DATASET CONTENT: Begin

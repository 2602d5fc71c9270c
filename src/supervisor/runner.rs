//! Task runner
//!
//! Drives one task on one node: probes the worker once per step, sleeps a
//! jittered delay between steps, then sends a single finish notice.
//!
//! Cancellation is cooperative. The stop flag is read at the top of every
//! step and the cancellation token cuts the jitter sleep short, but an
//! in-flight probe is always allowed to return. A stop therefore takes
//! effect within one probe round-trip.
//!
//! With a snapshot store attached, the record is written when the runner
//! starts, after acknowledged probes at most once per `progress_interval`,
//! and once more in its final state.

use std::sync::Arc;
use std::time::Duration;

use rand::Rng;
use tokio::time::Instant;
use tokio_util::sync::CancellationToken;
use tracing::{debug, error, info, warn};

use crate::error::Error;
use crate::snapshot::SnapshotStore;
use crate::worker::{WorkerClient, WorkerEndpoint};

use super::{TaskRegistry, TaskStatus, DEFAULT_STEP_BUDGET};

// ─────────────────────────────────────────────────────────────────
// Runner Configuration
// ─────────────────────────────────────────────────────────────────

/// Polling loop parameters
#[derive(Debug, Clone)]
pub struct RunnerConfig {
    /// Number of probes per task
    pub step_budget: u32,

    /// Lower bound of the inter-step delay
    pub step_delay_min: Duration,

    /// Upper bound of the inter-step delay
    pub step_delay_max: Duration,

    /// Resolve to `failed` when the finish notice is not acknowledged
    pub fail_on_finish_error: bool,

    /// Minimum spacing of snapshot writes for progress updates
    pub progress_interval: Duration,
}

impl Default for RunnerConfig {
    fn default() -> Self {
        Self {
            step_budget: DEFAULT_STEP_BUDGET,
            step_delay_min: Duration::from_secs(3),
            step_delay_max: Duration::from_secs(5),
            fail_on_finish_error: true,
            progress_interval: Duration::from_secs(1),
        }
    }
}

impl RunnerConfig {
    /// Pick a random delay in `[step_delay_min, step_delay_max]`
    pub fn jitter(&self) -> Duration {
        let min = self.step_delay_min.as_millis() as u64;
        let max = self.step_delay_max.as_millis() as u64;
        if max <= min {
            return self.step_delay_min;
        }
        Duration::from_millis(rand::thread_rng().gen_range(min..=max))
    }
}

// ─────────────────────────────────────────────────────────────────
// Run Outcome
// ─────────────────────────────────────────────────────────────────

/// How a runner's loop ended
#[derive(Debug, Clone, Copy, PartialEq, Eq)]
pub enum RunOutcome {
    /// Budget exhausted, finish acknowledged
    Completed,
    /// Budget exhausted, finish not acknowledged
    FinishFailed,
    /// Stop observed before `at_step` was probed
    Stopped { at_step: u32 },
}

// ─────────────────────────────────────────────────────────────────
// Task Runner
// ─────────────────────────────────────────────────────────────────

/// One task-on-node execution
pub struct TaskRunner {
    config: RunnerConfig,
    registry: Arc<TaskRegistry>,
    client: Arc<dyn WorkerClient>,
    store: Option<Arc<SnapshotStore>>,
    last_persist: Option<Instant>,
    endpoint: WorkerEndpoint,
    task_id: String,
    node_id: String,
    priority: String,
    task_type_name: String,
    cancel: CancellationToken,
}

impl TaskRunner {
    #[allow(clippy::too_many_arguments)]
    pub fn new(
        config: RunnerConfig,
        registry: Arc<TaskRegistry>,
        client: Arc<dyn WorkerClient>,
        endpoint: WorkerEndpoint,
        task_id: impl Into<String>,
        node_id: impl Into<String>,
        priority: impl Into<String>,
        task_type_name: impl Into<String>,
        cancel: CancellationToken,
    ) -> Self {
        Self {
            config,
            registry,
            client,
            store: None,
            last_persist: None,
            endpoint,
            task_id: task_id.into(),
            node_id: node_id.into(),
            priority: priority.into(),
            task_type_name: task_type_name.into(),
            cancel,
        }
    }

    /// Persist the registry as the runner makes progress
    pub fn with_snapshot_store(mut self, store: Option<Arc<SnapshotStore>>) -> Self {
        self.store = store;
        self
    }

    fn stop_requested(&self) -> bool {
        self.cancel.is_cancelled()
            || self.registry.status(&self.task_id, &self.node_id) == Some(TaskStatus::Stop)
    }

    /// Run the polling loop to completion or cancellation
    pub async fn run(mut self) -> RunOutcome {
        let budget = self.config.step_budget;
        info!(
            task_id = %self.task_id,
            node_id = %self.node_id,
            task_type_name = %self.task_type_name,
            worker = %self.endpoint,
            "Starting task"
        );

        let mut stopped_at = None;
        for step in 0..budget {
            if self.stop_requested() {
                info!(task_id = %self.task_id, node_id = %self.node_id, step, "Task stopped");
                stopped_at = Some(step);
                break;
            }
            if step == 0 {
                self.registry.mark_running(&self.task_id, &self.node_id);
                info!(task_id = %self.task_id, node_id = %self.node_id, "Task running");
                self.last_persist = Some(Instant::now());
                self.persist().await;
            }

            self.probe_step(step, budget).await;

            if step + 1 < budget {
                let delay = self.config.jitter();
                debug!(task_id = %self.task_id, delay_ms = delay.as_millis() as u64, "Waiting before next probe");
                tokio::select! {
                    _ = tokio::time::sleep(delay) => {}
                    _ = self.cancel.cancelled() => {}
                }
            }
        }

        // A stop that arrives during the last probe still counts
        if stopped_at.is_none() && self.stop_requested() {
            stopped_at = Some(budget);
        }

        let outcome = self.finish(stopped_at).await;
        self.persist().await;
        outcome
    }

    async fn probe_step(&mut self, step: u32, budget: u32) {
        let result = self
            .client
            .probe(&self.endpoint, &self.task_id, &self.node_id, step)
            .await;

        match result {
            Ok(()) => {
                if !self
                    .registry
                    .update_progress(&self.task_id, &self.node_id, step, budget)
                {
                    debug!(task_id = %self.task_id, step, "Probe acknowledged after stop, progress not recorded");
                    return;
                }
                info!(
                    task_id = %self.task_id,
                    node_id = %self.node_id,
                    step,
                    total = budget,
                    progress = %format!("{:.1}%", f64::from(step) / f64::from(budget) * 100.0),
                    priority = %self.priority,
                    "Task processing"
                );
                self.persist_progress().await;
            }
            Err(e) => {
                let failure = Error::ProbeFailed {
                    task_id: self.task_id.clone(),
                    node_id: self.node_id.clone(),
                    step,
                    message: e.to_string(),
                };
                warn!(
                    error = %failure.format_for_log(),
                    retryable = e.is_retryable(),
                    "Probe failed, continuing"
                );
            }
        }
    }

    async fn finish(&self, stopped_at: Option<u32>) -> RunOutcome {
        let result = self
            .client
            .finish(&self.endpoint, &self.task_id, &self.node_id)
            .await;

        if let Some(at_step) = stopped_at {
            if let Err(e) = result {
                debug!(task_id = %self.task_id, error = %e, "Finish notice after stop not acknowledged");
            }
            return RunOutcome::Stopped { at_step };
        }

        match result {
            Ok(()) => {
                let status = self
                    .registry
                    .resolve(&self.task_id, &self.node_id, TaskStatus::Completed);
                info!(task_id = %self.task_id, node_id = %self.node_id, status = ?status, "Task completed");
                RunOutcome::Completed
            }
            Err(e) => {
                let failure = Error::FinishFailed {
                    task_id: self.task_id.clone(),
                    node_id: self.node_id.clone(),
                    message: e.to_string(),
                };
                error!(error = %failure.format_for_log(), "Worker did not acknowledge finish");
                if self.config.fail_on_finish_error {
                    self.registry
                        .resolve(&self.task_id, &self.node_id, TaskStatus::Failed);
                }
                RunOutcome::FinishFailed
            }
        }
    }

    /// Write progress unless the last write is younger than `progress_interval`
    async fn persist_progress(&mut self) {
        if self.store.is_none() {
            return;
        }
        if let Some(last) = self.last_persist {
            if last.elapsed() < self.config.progress_interval {
                return;
            }
        }
        self.last_persist = Some(Instant::now());
        self.persist().await;
    }

    async fn persist(&self) {
        let Some(store) = self.store.clone() else {
            return;
        };
        let registry = self.registry.clone();
        if let Err(e) = store.save_with(move || registry.snapshot()).await {
            warn!(error = %e.format_for_log(), "Failed to persist task snapshot");
        }
    }
}

// ─────────────────────────────────────────────────────────────────
// Tests
// ─────────────────────────────────────────────────────────────────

DATASET CONTENT: End

*TASK GOAL:*
From the records above, pull every line that has the string "CancellationToken" and copy it.

*TASK SOLUTION:*
use tokio_util::sync::CancellationToken;
    cancel: CancellationToken,
        cancel: CancellationToken,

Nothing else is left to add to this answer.